Fischer also discussed work at IIASA currently in progress. IIASA has initiated a project on Modeling Land-Use and Land-Cover Changes in Europe and Northern Asia, to gain a better understanding of the critical social, technological and environmental factors and the constraints that have determined land-use change patterns. A better understanding of the sensitivity of land-use/cover change to different factors ( e. g., technology, demographic and economic development, policy and changing environmental conditions) can then be applied to develop projections of regional land-use/cover change for a range of scenarios. To do this, IIASA is developing an integrated system of dynamic and geographically explicit models. The project is organized into several distinct research phases. The primary task of research activities at IIASA is to develop the continental-scale model system and databases. In parallel, a number of case studies are conducted to refine the questions that will be addressed at the continental scale. These case studies will also be used to strengthen the research methodology and to provide a historical analysis of what land-use and land-cover changes have taken place. In Russia, five case studies were initiated, each in a prototypical ecological and socioeconomic setting. In China, four case studies are underway representing both agricultural land use changes and the effects of urbanization on land use change.

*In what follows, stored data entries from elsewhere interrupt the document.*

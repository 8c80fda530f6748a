use std::path::PathBuf;

use crate::artifact::ArtifactLocation;

pub(super) fn default_data_path() -> PathBuf {
    PathBuf::from("churn.csv")
}

pub(super) fn default_artifact() -> ArtifactLocation {
    ArtifactLocation::bundle("model.json")
}

pub(super) fn default_c() -> f64 {
    1.0
}

pub(super) fn default_max_iter() -> usize {
    100
}

pub(super) fn default_tol() -> f64 {
    1e-4
}

pub(super) fn default_n_splits() -> usize {
    5
}

pub(super) fn default_seed() -> u64 {
    1
}

pub(super) fn default_test_fraction() -> f64 {
    0.2
}

pub(super) fn default_val_fraction() -> f64 {
    0.25
}

pub(super) fn default_target_column() -> String {
    "churn".to_string()
}

pub(super) fn default_positive_label() -> String {
    "yes".to_string()
}

pub(super) fn default_coerce_numeric() -> Vec<String> {
    vec!["totalcharges".to_string()]
}

pub(super) fn default_bind() -> String {
    "0.0.0.0:9696".to_string()
}

pub(super) fn default_route() -> String {
    "/predict".to_string()
}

The modeling methodology of this analysis of land-use change includes components dealing with demography, the economy, land use, land cover and environmental impacts and resource accumulation/degradation. The focus is on the feedbacks between economics, changing land use, and land productivity. This requires that production functions in the economic model consider both resource and environmental limitations, and consumer demand functions differentiate, at least, between urban and rural classes. A number of regional models will be combined at the national scale and will also be sensitive to international trade and policies.
The IIASA LUC project aims to provide an advanced and innovative methodology for the analysis of biophysical and human dimensions of land-use/cover change in the study region at different spatial scales, based on improved knowledge and data.